Share your dilemmas and get honest opinions from other Mumsnetters.

Childcare arrangements over summer with other half

7 replies

whatkatydid2013 · 20/05/2021 10:16

I think my husband is being an arse but he thinks I'm being unreasonable and that I think his job is unimportant and is in a horrendous mood over a falling out earlier this morning.
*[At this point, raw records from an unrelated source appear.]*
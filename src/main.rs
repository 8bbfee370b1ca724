use std::process::ExitCode;

#[tokio::main]
async fn main() -> ExitCode {
    match messenger_sync_lib::run().await {
        Ok(()) => ExitCode::SUCCESS,
        Err(e) => {
            tracing::error!("[App] 退出: {}", e);
            eprintln!("messenger-sync: {}", e);
            ExitCode::FAILURE
        }
    }
}
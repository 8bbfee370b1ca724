//! 当前会话选择
//!
//! 当前会话指针只由这里修改。切换到已持久化的会话时，
//! 先完成已读同步，再更新指针。

use std::sync::Arc;
use tokio::sync::watch;
use tracing::info;

use super::SyncError;
use super::read_state::ReadStateSynchronizer;
use crate::store::{Conversation, ReadSignal, ReadTrigger, UserId};

pub struct ActiveChatSelector {
    read_state: Arc<ReadStateSynchronizer>,
    pointer: watch::Sender<Option<UserId>>,
}

impl ActiveChatSelector {
    pub fn new(read_state: Arc<ReadStateSynchronizer>) -> Self {
        let (pointer, _) = watch::channel(None);
        Self {
            read_state,
            pointer,
        }
    }

    /// 切换当前会话
    ///
    /// 已读同步失败时指针保持不变
    pub async fn set_active(&self, conversation: &Conversation) -> Result<(), SyncError> {
        let other = conversation.other_user.id;

        if let Some(id) = conversation.id {
            self.read_state
                .mark_read(ReadSignal::local(id, other, ReadTrigger::Opened))
                .await?;
        }

        self.pointer.send_replace(Some(other));
        info!("[ActiveChat] 当前会话: 用户 {}", other);
        Ok(())
    }

    pub fn clear(&self) {
        self.pointer.send_replace(None);
    }

    pub fn current(&self) -> Option<UserId> {
        *self.pointer.borrow()
    }

    pub fn is_active(&self, user_id: UserId) -> bool {
        self.current() == Some(user_id)
    }

    pub fn subscribe(&self) -> watch::Receiver<Option<UserId>> {
        self.pointer.subscribe()
    }
}

#[cfg(test)]
mod tests {
    use super::*;
    use crate::store::{ConversationId, ConversationStore, StoreCommand, UserSummary};
    use crate::transport::mock::{MockStore, RecordingChannel, StoreCall};
    use tokio_util::sync::CancellationToken;

    const ME: UserId = UserId(1);
    const PEER: UserId = UserId(2);

    fn selector(durable: Arc<MockStore>) -> (ActiveChatSelector, ConversationStore) {
        let store = ConversationStore::spawn(CancellationToken::new());
        let read_state = ReadStateSynchronizer::new(
            durable,
            Arc::new(RecordingChannel::default()),
            store.clone(),
        );
        (ActiveChatSelector::new(Arc::new(read_state)), store)
    }

    #[tokio::test]
    async fn test_draft_sets_pointer_without_read() {
        let durable = Arc::new(MockStore::new(ME, 7));
        let (selector, _) = selector(durable.clone());
        let mut rx = selector.subscribe();

        selector
            .set_active(&Conversation::draft(UserSummary::bare(PEER)))
            .await
            .unwrap();

        assert!(durable.calls().is_empty());
        assert!(rx.has_changed().unwrap());
        assert_eq!(*rx.borrow_and_update(), Some(PEER));
    }

    #[tokio::test]
    async fn test_durable_conversation_is_read_before_pointer_moves() {
        let durable = Arc::new(MockStore::new(ME, 7));
        let (selector, store) = selector(durable.clone());
        let mut conv = Conversation::draft(UserSummary::bare(PEER));
        conv.id = Some(ConversationId(7));
        conv.unread_count = 4;
        store
            .apply(StoreCommand::ConversationsLoaded {
                conversations: vec![conv.clone()],
                active: None,
            })
            .await
            .unwrap();

        selector.set_active(&conv).await.unwrap();

        assert_eq!(durable.calls(), vec![StoreCall::MarkRead(ConversationId(7))]);
        assert!(selector.is_active(PEER));
        assert_eq!(
            store.snapshot().conversation(ConversationId(7)).unwrap().unread_count,
            0
        );
    }

    #[tokio::test]
    async fn test_failed_read_keeps_previous_pointer() {
        let durable = Arc::new(MockStore::new(ME, 7));
        durable.set_failing(true);
        let (selector, _) = selector(durable);
        let mut conv = Conversation::draft(UserSummary::bare(PEER));
        conv.id = Some(ConversationId(7));

        assert!(selector.set_active(&conv).await.is_err());
        assert_eq!(selector.current(), None);

        selector.clear();
        assert_eq!(selector.current(), None);
    }
}
//! 消息操作模块
//!
//! 处理单个会话内的消息变更，包括：
//! - `append_message`: 追加消息（按消息 ID 去重）
//! - `mark_messages_read`: 按条件翻转已读标记
//!
//! 每个函数接收旧会话并返回新会话，调用方整体替换会话记录，
//! 读者不会看到修改到一半的会话。

use super::types::{Conversation, Message};

/// 追加消息到会话末尾
///
/// 同一消息 ID 重复到达时返回 `None`（重复加入房间不能导致消息重复）
pub fn append_message(conv: &Conversation, message: Message) -> Option<Conversation> {
    if conv.messages.iter().any(|m| m.id == message.id) {
        return None;
    }

    let mut next = conv.clone();

    // 保持时间顺序：网络乱序到达的旧消息插入到正确位置
    let pos = next
        .messages
        .iter()
        .rposition(|m| m.timestamp <= message.timestamp)
        .map(|i| i + 1)
        .unwrap_or(0);
    next.messages.insert(pos, message);

    if let Some(last) = next.messages.last() {
        next.latest_message_text = Some(last.text.clone());
    }

    Some(next)
}

/// 将满足条件的消息标记为已读
///
/// 已读标记只会 false -> true；没有任何变化时返回 `None`
pub fn mark_messages_read<F>(conv: &Conversation, should_mark: F) -> Option<Conversation>
where
    F: Fn(&Message) -> bool,
{
    if !conv.messages.iter().any(|m| !m.read && should_mark(m)) {
        return None;
    }

    let mut next = conv.clone();
    for message in next.messages.iter_mut() {
        if !message.read && should_mark(message) {
            message.read = true;
        }
    }
    Some(next)
}
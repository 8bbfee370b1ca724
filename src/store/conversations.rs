//! 会话操作模块
//!
//! 处理会话列表的变更，包括：
//! - `load_conversations`: 用服务器返回的会话列表替换本地列表（保留未匹配的草稿）
//! - `open_draft`: 为尚未聊过的用户创建草稿会话
//! - `add_conversation`: 首条消息持久化后，将草稿提升为正式会话
//! - `receive_message`: 收到新消息（本地发送或远端广播）
//! - `read_messages`: 应用已读状态信号
//! - `set_presence`: 更新对方在线状态
//!
//! ## 原子替换
//!
//! 所有函数都先构造新的会话记录，再整体替换列表中的旧记录，
//! 不在原记录上做局部修改。

use tracing::{debug, warn};

use super::messages::{append_message, mark_messages_read};
use super::types::{
    Conversation, ConversationId, Message, Origin, ReadSignal, UserId, UserSummary,
};

/// 按会话 ID 查找
pub fn find_conversation(list: &[Conversation], id: ConversationId) -> Option<usize> {
    list.iter().position(|c| c.id == Some(id))
}

/// 按对方用户查找
pub fn find_conversation_with(list: &[Conversation], user_id: UserId) -> Option<usize> {
    list.iter().position(|c| c.other_user.id == user_id)
}

/// 整理服务器快照：消息按时间排序并补全预览
fn normalize(mut conv: Conversation) -> Conversation {
    conv.messages.sort_by_key(|m| m.timestamp);
    if let Some(last) = conv.messages.last() {
        conv.latest_message_text = Some(last.text.clone());
    }
    conv
}

/// 替换会话列表
///
/// `active` 为当前会话的对方用户，其未读数保持为 0
pub fn load_conversations(
    list: &mut Vec<Conversation>,
    incoming: Vec<Conversation>,
    active: Option<UserId>,
) {
    let mut next: Vec<Conversation> = list
        .iter()
        .filter(|c| !c.is_durable())
        .filter(|draft| !incoming.iter().any(|c| c.other_user.id == draft.other_user.id))
        .cloned()
        .collect();

    next.extend(incoming.into_iter().map(normalize).map(|mut conv| {
        if Some(conv.other_user.id) == active {
            conv.unread_count = 0;
        }
        conv
    }));
    *list = next;
}

/// 创建草稿会话（已存在与该用户的会话时不做任何操作）
pub fn open_draft(list: &mut Vec<Conversation>, other_user: UserSummary) -> bool {
    if find_conversation_with(list, other_user.id).is_some() {
        return false;
    }
    list.insert(0, Conversation::draft(other_user));
    true
}

/// 首条消息持久化后创建正式会话
pub fn add_conversation(list: &mut Vec<Conversation>, recipient_id: UserId, message: Message) {
    let conversation_id = message.conversation_id;

    let existing = list
        .iter()
        .position(|c| c.other_user.id == recipient_id && !c.is_durable())
        .or_else(|| find_conversation(list, conversation_id));

    match existing {
        Some(idx) => {
            let mut promoted = list[idx].clone();
            promoted.id = Some(conversation_id);
            let promoted = append_message(&promoted, message).unwrap_or(promoted);
            list[idx] = promoted;
        }
        None => {
            let conv = Conversation::draft(UserSummary::bare(recipient_id));
            let mut conv = append_message(&conv, message).unwrap_or(conv);
            conv.id = Some(conversation_id);
            list.insert(0, conv);
        }
    }
}

/// 收到新消息
///
/// - `Origin::Local`: 本人发送的消息，不影响未读数
/// - `Origin::Remote`: 对方发送的消息，会话不是当前会话时未读数加一
///
/// 会话未知且带有发送者信息时新建会话（或提升与该发送者的草稿会话）
pub fn receive_message(
    list: &mut Vec<Conversation>,
    message: Message,
    sender: Option<UserSummary>,
    origin: Origin,
    is_active: bool,
) -> bool {
    let conversation_id = message.conversation_id;
    let from_other = origin == Origin::Remote;

    let idx = find_conversation(list, conversation_id).or_else(|| {
        sender
            .as_ref()
            .and_then(|s| list.iter().position(|c| c.other_user.id == s.id && !c.is_durable()))
    });

    match idx {
        Some(idx) => {
            let mut base = list[idx].clone();
            base.id = Some(conversation_id);
            let Some(mut next) = append_message(&base, message) else {
                debug!("[Store] 重复消息已忽略: 会话 {}", conversation_id);
                return false;
            };
            if is_active {
                next.unread_count = 0;
            } else if from_other {
                next.unread_count += 1;
            }
            list[idx] = next;
            true
        }
        None => {
            let Some(sender) = sender else {
                warn!(
                    "[Store] 收到未知会话 {} 的消息但缺少发送者信息，已丢弃",
                    conversation_id
                );
                return false;
            };
            let conv = Conversation::draft(sender);
            let mut conv = append_message(&conv, message).unwrap_or(conv);
            conv.id = Some(conversation_id);
            conv.unread_count = if from_other && !is_active { 1 } else { 0 };
            list.insert(0, conv);
            true
        }
    }
}

/// 应用已读状态信号
///
/// - `Origin::Local`: 未读数无条件清零，对方发送的消息标记为已读
/// - `Origin::Remote`: 未读数不变，`sender_id != user_id` 的消息标记为已读
pub fn read_messages(list: &mut [Conversation], signal: &ReadSignal) -> bool {
    let Some(idx) = find_conversation(list, signal.conversation_id) else {
        debug!("[Store] 已读信号对应的会话不存在: {}", signal.conversation_id);
        return false;
    };

    let current = &list[idx];
    let user_id = signal.user_id;

    let next = match signal.origin {
        Origin::Local => {
            let mut next = mark_messages_read(current, |m| m.sender_id == user_id)
                .unwrap_or_else(|| current.clone());
            next.unread_count = 0;
            next
        }
        Origin::Remote => match mark_messages_read(current, |m| m.sender_id != user_id) {
            Some(next) => next,
            None => return false,
        },
    };

    if next == list[idx] {
        return false;
    }
    list[idx] = next;
    true
}

/// 更新对方在线状态
pub fn set_presence(list: &mut [Conversation], user_id: UserId, online: bool) -> bool {
    let Some(idx) = find_conversation_with(list, user_id) else {
        return false;
    };
    if list[idx].other_user.online == online {
        return false;
    }
    let mut next = list[idx].clone();
    next.other_user.online = online;
    list[idx] = next;
    true
}
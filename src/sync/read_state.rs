//! 已读状态同步
//!
//! 所有本地已读操作都经过 `mark_read`：先写持久化存储，再通知对方，最后更新本地存储。
//!
//! 收到对方的 `read-message` 广播时只更新本地存储（`apply_remote`），
//! 不再写存储也不再广播，否则两个客户端会互相回显。

use std::sync::Arc;
use tracing::{debug, error, warn};

use super::SyncError;
use crate::store::{ConversationStore, ReadSignal, StoreCommand};
use crate::transport::{ClientEvent, DurableStore, EventChannel, ReadReceipt};

pub struct ReadStateSynchronizer {
    durable: Arc<dyn DurableStore>,
    channel: Arc<dyn EventChannel>,
    store: ConversationStore,
}

impl ReadStateSynchronizer {
    pub fn new(
        durable: Arc<dyn DurableStore>,
        channel: Arc<dyn EventChannel>,
        store: ConversationStore,
    ) -> Self {
        Self {
            durable,
            channel,
            store,
        }
    }

    /// 标记会话已读
    ///
    /// 持久化失败时不发广播、不改本地状态
    pub async fn mark_read(&self, signal: ReadSignal) -> Result<(), SyncError> {
        let conversation_id = signal.conversation_id;

        if let Err(e) = self.durable.mark_conversation_read(conversation_id).await {
            error!("[ReadState] 会话 {} 标记已读失败: {}", conversation_id, e);
            return Err(e.into());
        }

        let receipt = ReadReceipt {
            conversation_id,
            user_id: signal.user_id,
        };
        if let Err(e) = self.channel.emit(ClientEvent::ReadMessage(receipt)) {
            warn!("[ReadState] 已读回执发送失败: {}", e);
        }

        debug!(
            "[ReadState] 会话 {} 已读 ({:?}, {:?})",
            conversation_id, signal.origin, signal.trigger
        );
        self.store.apply(StoreCommand::MessagesRead(signal)).await?;
        Ok(())
    }

    /// 应用对方发来的已读回执
    pub async fn apply_remote(&self, receipt: ReadReceipt) -> Result<(), SyncError> {
        let signal = ReadSignal::remote(receipt.conversation_id, receipt.user_id);
        self.store.apply(StoreCommand::MessagesRead(signal)).await?;
        Ok(())
    }
}
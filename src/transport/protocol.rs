//! 线上协议定义
//!
//! 事件通道上的消息统一为带标签的 JSON：
//!
//! ```json
//! {"event": "new-message", "data": {"message": {...}, "sender": {...}}}
//! ```
//!
//! 持久化存储的请求/响应体也定义在这里。

use serde::{Deserialize, Serialize};

use crate::store::{ConversationId, Message, UserId, UserSummary};

// ============================================================================
// 事件负载
// ============================================================================

/// 在线状态负载
#[derive(Debug, Clone, Copy, PartialEq, Eq, Serialize, Deserialize)]
#[serde(rename_all = "camelCase")]
pub struct PresencePayload {
    pub user_id: UserId,
}

/// 加入会话房间
#[derive(Debug, Clone, Copy, PartialEq, Eq, Serialize, Deserialize)]
#[serde(rename_all = "camelCase")]
pub struct JoinConversation {
    pub conversation_id: ConversationId,
    /// 新会话时一并拉入房间的接收方
    #[serde(default, skip_serializing_if = "Option::is_none")]
    pub recipient_id: Option<UserId>,
}

/// 新消息广播
#[derive(Debug, Clone, PartialEq, Serialize, Deserialize)]
#[serde(rename_all = "camelCase")]
pub struct MessageBroadcast {
    pub message: Message,
    #[serde(default)]
    pub sender: Option<UserSummary>,
}

/// 已读回执
#[derive(Debug, Clone, Copy, PartialEq, Eq, Serialize, Deserialize)]
#[serde(rename_all = "camelCase")]
pub struct ReadReceipt {
    pub conversation_id: ConversationId,
    pub user_id: UserId,
}

/// 对方已加入会话房间的确认
#[derive(Debug, Clone, Copy, PartialEq, Eq, Serialize, Deserialize)]
#[serde(rename_all = "camelCase")]
pub struct JoinAck {
    pub conversation_id: ConversationId,
    pub user_id: UserId,
}

// ============================================================================
// 事件
// ============================================================================

/// 客户端发往服务器的事件
#[derive(Debug, Clone, PartialEq, Serialize, Deserialize)]
#[serde(tag = "event", content = "data", rename_all = "kebab-case")]
pub enum ClientEvent {
    /// 上线
    GoOnline(PresencePayload),
    /// 下线
    Logout(PresencePayload),
    /// 加入会话房间
    JoinConversation(JoinConversation),
    /// 广播新消息
    NewMessage(MessageBroadcast),
    /// 广播已读回执
    ReadMessage(ReadReceipt),
}

impl ClientEvent {
    /// 事件名（用于日志）
    pub fn name(&self) -> &'static str {
        match self {
            ClientEvent::GoOnline(_) => "go-online",
            ClientEvent::Logout(_) => "logout",
            ClientEvent::JoinConversation(_) => "join-conversation",
            ClientEvent::NewMessage(_) => "new-message",
            ClientEvent::ReadMessage(_) => "read-message",
        }
    }
}

/// 服务器推送给客户端的事件
#[derive(Debug, Clone, PartialEq, Serialize, Deserialize)]
#[serde(tag = "event", content = "data", rename_all = "kebab-case")]
pub enum ServerEvent {
    /// 新消息
    NewMessage(MessageBroadcast),
    /// 对方已读
    ReadMessage(ReadReceipt),
    /// 对方已加入会话房间
    ConversationJoined(JoinAck),
    /// 用户上线
    AddOnlineUser(PresencePayload),
    /// 用户下线
    RemoveOfflineUser(PresencePayload),
}

// ============================================================================
// 持久化存储请求/响应
// ============================================================================

/// `POST /api/messages` 请求体
///
/// `conversation_id` 为 `None` 时序列化为 `null`，由服务器创建新会话
#[derive(Debug, Clone, PartialEq, Serialize, Deserialize)]
#[serde(rename_all = "camelCase")]
pub struct NewMessageRequest {
    pub recipient_id: UserId,
    pub text: String,
    pub conversation_id: Option<ConversationId>,
}

/// `POST /api/messages` 响应体
#[derive(Debug, Clone, PartialEq, Serialize, Deserialize)]
#[serde(rename_all = "camelCase")]
pub struct SavedMessage {
    pub message: Message,
    #[serde(default)]
    pub sender: Option<UserSummary>,
}

impl From<SavedMessage> for MessageBroadcast {
    fn from(saved: SavedMessage) -> Self {
        MessageBroadcast {
            message: saved.message,
            sender: saved.sender,
        }
    }
}

/// `PATCH /api/conversations/read` 请求体
#[derive(Debug, Clone, Copy, PartialEq, Eq, Serialize, Deserialize)]
#[serde(rename_all = "camelCase")]
pub struct ReadRequest {
    pub conversation_id: ConversationId,
}

/// `GET /auth/user` 响应体
#[derive(Debug, Clone, PartialEq, Serialize, Deserialize)]
#[serde(rename_all = "camelCase")]
pub struct CurrentUser {
    /// 未登录时服务器返回空对象
    #[serde(default)]
    pub id: Option<UserId>,
    #[serde(default)]
    pub username: Option<String>,
}

/// 错误响应体
#[derive(Debug, Clone, Deserialize)]
pub struct ApiErrorBody {
    pub error: String,
}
I asked husband for a list of all the dates he is not able to do the kid's school pick up as he's out at clients so I can sort wrap around. He gave me a list of dates in June and then added he's also booked in 7 days over 2 weeks in the school holidays and can't do pick up or drop off. I then said but those are the exact weeks the kids are booked into a club and we agreed I do drop off (at 10) & you do pick up (at 3). Could you not have booked the appointments in another week or checked with me first? He's now had a massive rant about how it's only 12 days out of the whole year he can't do pick up and I travelled all over with my job and he just had to sort it out and I don't respect his job and think it should all just fit around me. I've said I think he's being wholly unreasonable and that the two are really not comparable as when I travelled the kids were in childcare 8am-6pm two days, 9am-whenever he got back to dinner cooked by my parents two days and 9am-3pm on a Friday, when he was only working a half day Friday. I always said if there was a week he couldn't manage I could discuss booking additional hours of childcare and expensing or ultimately not go. By comparison he's agreed with me at start of April the kids would go to these clubs and we would manage by one of us doing drop off and the other pick up. Either he already had these clients booked in when he agreed this and he's made a mistake or within 6 weeks of making the agreement he's booked in clients over the same dates and left me to do both, which I can't without taking half days.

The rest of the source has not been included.